Isabel was born to a family closely associated with the exploration and conquest of the Americas. She was the third child of Pedro de Arias and Isabel de Bobadilla y Peñalosa. Pedro de Arias was one of conquerors of Central America and also the governor of Nicaragua. Isabel’s mother was niece to Beatriz de Bobadilla, a close acquaintance of Isabella I of Castile and served as the matriarch of two of the most powerful and richest families in Spain, the Bobadillas and Peñalosas. Isabel de Bobadilla (daughter) is also granddaughter to Francisco de Bobadilla, who was appointed to succeed Christopher Columbus as the second governor of the Indies in 1499.
Marriage and kinship
Isabel de Bobadilla married the prominent explorer and conquistador Hernando de Soto in 1537, who was in charge of one of the first European expeditions into what is now the United States. In 1535-36, Isabel must have been in her late twenties or early thirties, which suggests that she may have been a widow or, in some way, seen as an undesirable mate because women from powerful families were typically married before they reached their late twenties. The Conveyance of Dower is a document that was signed at Valladolid on November 14, 1536. The Conveyance of Dower lists all the cattle that had belonged to Pedro de Arias in Panama, the estate, the slaves, and the horses as a "pure and perfect gift irrevocable in favour." This document verifies the wealth of Bobadilla’s family and also shows how Isabel's marriage to de Soto was a business arrangement between a very powerful Spanish family and an established conquistador.

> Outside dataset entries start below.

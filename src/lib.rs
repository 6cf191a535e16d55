//! opchain: typed, declaratively composed operation pipelines.
//!
//! This crate is the application layer over the workspace crates:
//!
//! - `opchain-types`: type descriptors, the declared type hierarchy and runtime values
//! - `opchain-resolver`: signature resolution and assignability checks
//! - `opchain-core`: runnable operations, the catalog and pipelines
//!
//! On top of those it adds [`config::Settings`] (environment-driven configuration)
//! and [`logging`] (the tracing subscriber used by the `opchain` binary).
//!
//! ## Quick Start
//!
//! ```
//! use opchain::{OperationCatalog, Pipeline, PipelineSpec, Value};
//!
//! let spec: PipelineSpec = serde_yaml::from_str(r#"
//! version: 1
//! name: doubled-sum
//! input: String
//! filter: { predicate: { kind: Regex, value: "[0-9]+" } }
//! transform:
//!   - function: { kind: ToLong }
//!   - function: { kind: MultiplyBy, by: 2 }
//! aggregate: { operator: { kind: Sum } }
//! "#).unwrap();
//!
//! let pipeline = Pipeline::build(&spec, &OperationCatalog::builtin()).unwrap();
//! let report = pipeline
//!     .run(vec![Value::from("1"), Value::from("x"), Value::from("20")])
//!     .unwrap();
//! assert_eq!(report.aggregate, Some(Value::Long(42)));
//! ```

pub mod config;
pub mod logging;

pub use opchain_core::{
    catalog, composite, errors, impls, operation, pipeline, tuple, And, BinaryOperator, Catalogued,
    CompositionError, DecodeError, ErrorCode, Function, FunctionComposite, KindInfo, Not, OperationCatalog,
    OperationError, Or, Phase, Pipeline, PipelineSpec, Predicate, RunReport, StageDescription,
};
pub use opchain_resolver::{self as resolver, Capability, Operation, Shape, Signature, SignatureResolver};
pub use opchain_types::{self as types, TypeDescriptor, TypeRegistry, Value};

pub use config::Settings;
//! Leaf operations shipped with the catalog.
//!
//! Each operation declares its nominal type with a `DECLARATION` (see
//! [`Catalogued`](crate::catalog::Catalogued)); signatures are resolved from those
//! declarations rather than stored on the instance.

pub mod binary_operators;
pub mod functions;
pub mod predicates;

pub use binary_operators::{CollectionConcat, Max, Min, StringConcat, Sum};
pub use functions::{
    Concat, CsvLinesToMaps, FunctionMap, Identity, IterableFunction, MultiplyBy, ToIterable, ToLong, ToString,
};
pub use predicates::{AreEqual, CollectionContains, Exists, IsA, IsEqual, IsLessThan, IsMoreThan, IsXMoreThanY, Regex};
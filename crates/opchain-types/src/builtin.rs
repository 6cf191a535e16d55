//! Builtin type hierarchy.
//!
//! Value types, collection interfaces and the capability interfaces operations
//! implement. Declarations are listed parents first.

pub const OBJECT: &str = crate::descriptor::ROOT_TYPE;
pub const COMPARABLE: &str = "Comparable";
pub const CHAR_SEQUENCE: &str = "CharSequence";
pub const NUMBER: &str = "Number";
pub const INTEGER: &str = "Integer";
pub const LONG: &str = "Long";
pub const DOUBLE: &str = "Double";
pub const STRING: &str = "String";
pub const BOOLEAN: &str = "Boolean";
pub const BYTE: &str = "byte";
pub const ITERABLE: &str = "Iterable";
pub const COLLECTION: &str = "Collection";
pub const LIST: &str = "List";
pub const SET: &str = "Set";
pub const MAP: &str = "Map";

pub const FUNCTION: &str = "Function";
pub const FUNCTION2: &str = "Function2";
pub const FUNCTION3: &str = "Function3";
pub const PREDICATE: &str = "Predicate";
pub const PREDICATE2: &str = "Predicate2";
pub const BI_FUNCTION: &str = "BiFunction";
pub const BINARY_OPERATOR: &str = "BinaryOperator";

pub const BUILTIN_DECLARATIONS: &[&str] = &[
    "interface Comparable<T>",
    "interface CharSequence",
    "class Number",
    "class Integer extends Number implements Comparable<Integer>",
    "class Long extends Number implements Comparable<Long>",
    "class Double extends Number implements Comparable<Double>",
    "class String implements CharSequence, Comparable<String>",
    "class Boolean implements Comparable<Boolean>",
    "class byte",
    "interface Iterable<T>",
    "interface Collection<T> extends Iterable<T>",
    "interface List<T> extends Collection<T>",
    "interface Set<T> extends Collection<T>",
    "interface Map<K, V>",
    "interface Function<I, O>",
    "interface Function2<I1, I2, O>",
    "interface Function3<I1, I2, I3, O>",
    "interface Predicate<I>",
    "interface Predicate2<I1, I2>",
    "interface BiFunction<T, U, R>",
    "interface BinaryOperator<T> extends BiFunction<T, T, T>",
];

#[cfg(test)]
mod tests {
    use super::*;
    use crate::{TypeDescriptor, TypeRegistry};

    #[test]
    fn test_builtins_declare_cleanly() {
        let registry = TypeRegistry::new();
        let count = registry.declare_all(BUILTIN_DECLARATIONS.iter().copied()).unwrap();
        assert_eq!(count, BUILTIN_DECLARATIONS.len());
        assert_eq!(registry.len(), BUILTIN_DECLARATIONS.len() + 1);
    }

    #[test]
    fn test_numeric_types_are_numbers() {
        let registry = TypeRegistry::global();
        let number = TypeDescriptor::named(NUMBER);
        for name in [INTEGER, LONG, DOUBLE] {
            assert!(registry.is_subtype(&TypeDescriptor::named(name), &number), "{name}");
        }
    }

    #[test]
    fn test_list_is_iterable() {
        let registry = TypeRegistry::global();
        assert!(registry.is_subtype(
            &TypeDescriptor::named(LIST),
            &TypeDescriptor::named(ITERABLE)
        ));
        assert!(!registry.is_subtype(
            &TypeDescriptor::named(MAP),
            &TypeDescriptor::named(ITERABLE)
        ));
    }
}
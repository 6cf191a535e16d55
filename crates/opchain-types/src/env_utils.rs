//! Environment variable parsing helpers.
//!
//! ```
//! use opchain_types::env_utils::{env_bool, env_var_or};
//!
//! let max_inputs: usize = env_var_or("OPCHAIN_MAX_INPUTS", 100_000);
//! let deny_unknown = env_bool("OPCHAIN_DENY_UNKNOWN");
//! # let _ = (max_inputs, deny_unknown);
//! ```

use std::str::FromStr;

/// Parse an environment variable. `None` if unset or unparsable.
pub fn env_var<T: FromStr>(key: &str) -> Option<T> {
    std::env::var(key).ok().and_then(|v| v.trim().parse().ok())
}

pub fn env_var_or<T: FromStr>(key: &str, default: T) -> T {
    env_var(key).unwrap_or(default)
}

/// Whether `value` spells a truthy flag: "1", "true", "yes" or "on" (case-insensitive).
pub fn is_truthy(value: &str) -> bool {
    matches!(value.trim().to_lowercase().as_str(), "1" | "true" | "yes" | "on")
}

/// Whether an environment variable is set to a truthy value.
pub fn env_bool(key: &str) -> bool {
    std::env::var(key).map(|v| is_truthy(&v)).unwrap_or(false)
}

pub fn env_string_or(key: &str, default: &str) -> String {
    std::env::var(key).unwrap_or_else(|_| default.to_string())
}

Hernando de Soto was named governor of Cuba and Adelantado de Florida, and both arrived in Cuba in 1538. Documents show that Isabel brought to Cuba her slaves, including three white slaves who were Christians, possibly baptized Moors. Within the first couple weeks of 1539, the first couple of Cuba purchased at least four plantations near the city of Havana, with the largest plantation at Cojimar on the coast just east of the bay.
Isabel de Bobadilla was given power of attorney on May 17, 1539, when Hernando de Soto left Havana for the exploration and conquest of Florida [la Florida]. De Soto also appointed Juan de Rojas to serve as Bobadillas deputy in Havana and Francisco de Guzman to serve as her deputy in Santiago. Both of these men had served in this capacity before de Soto and Bobadilla arrived in Cuba. There were several political factions who were competing for power and control in Spain through exploration and control of unexplored territories. Among the important people involved in these "grand plans of exploration" were Alvar Nunez, Cabeza de Vaca, Hernán Cortés, Pedro de Alvarado, Hernando de Soto, and Antonio de Mendoza. This illustrates how in the midst of the Spanish conquistadors, Isabel de Bobadilla was appointed to a highly politicized and powerful role.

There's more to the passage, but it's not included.